Thanks for sharing your wisdom with us!
Brad
I was asked to provide a painting for a client’s book deal. The author chose a painting that I already painted. Even as I have been asked to illustrate other books, this is a first-time for me. I am flying blind. I have never had any of my paintings registered before and not sure how to proceed with contract negotiations. The publisher is in the UK. Any recommendations on first steps or “must-do’s” is very much appreciated. I have read a couple of your blogs and I understand that I’m over my skis on this one. 🙂 Thanks for any help you can offer this super-duper newbie.
Amy,
In August, as part of the Creative Law Center membership, I offered a workshop called: Book Covers: Tips, Trends, and Traps to Avoid for Better Book Sales. One of the things we discussed is how an author can license an image from an artist, or how an artist can license an image to an author. The workshop included a form license agreement that you can use to license your work. You can buy the replay and get access to the license agreement here: https://creativelawcenter.com/register/book-cover-workshop/
Kathryn
Kathryn,
I’m a first time author.* I’ve written the words for a children’s picture book and have yet to contract with an illustrator to have the illustrations produced. I know you say finalize, publish, register, but how should I protect myself at this stage before I hand over the words to the illustrator or cos. like OutskirtsPress or BabyBook? Many thanks for your guidance.
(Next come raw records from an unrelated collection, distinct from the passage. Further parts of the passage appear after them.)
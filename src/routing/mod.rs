//! 메서드와 경로 패턴으로 핸들러 체인을 찾는 라우터

mod error;
mod group;
mod method;
mod pattern;
mod table;

pub use error::RoutingError;
pub use group::Group;
pub use method::Method;
pub use pattern::{rewrite_params, PathPattern};
pub use table::{NotFoundGuard, Route, RouteMatch, RouteTable, Router};
//! CORS 미들웨어

mod config;
mod middleware;

pub use config::CorsConfig;
pub use middleware::Cors;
*My website is my daytime business which has been placed in limbo from Covid-19.
Hi! I want to make vocabulary which belong to a book. I do not copy the sentences of the book I mean, I do not copy expressions of the the book. and my work is creative work and not similar to the copyrighted book. do I have right to do this or no? like chegg.com exactly. chegg.com created a manual solutions for books..
I currently have 4 full color photography books I’ve created, printed through lightning source, but not actually put them up for publication/sale anywhere. They have 98 photos per book. Is there a way that I can copyright the images as one collection, you’re saying if I publish them on the same day?
If your books are unpublished, you can register them as an unpublished collection. Take a look at the last section of the post on Copyright Protection for Blogs. The filing would be similar to protecting an unpublished collection of blog posts. Also, there are special rules for filing groups of photographs. You can protect up to 750 photographs with one application.
Interesting article. I myself tend to create, register my works, & then publish as apart of my workflow. I find that doing this gives peace of mind whenever I post my artwork online.
That’s a good way to do it, especially if your work is in its final form before publication. The most important point is that you have registration as part of your workflow. And you do.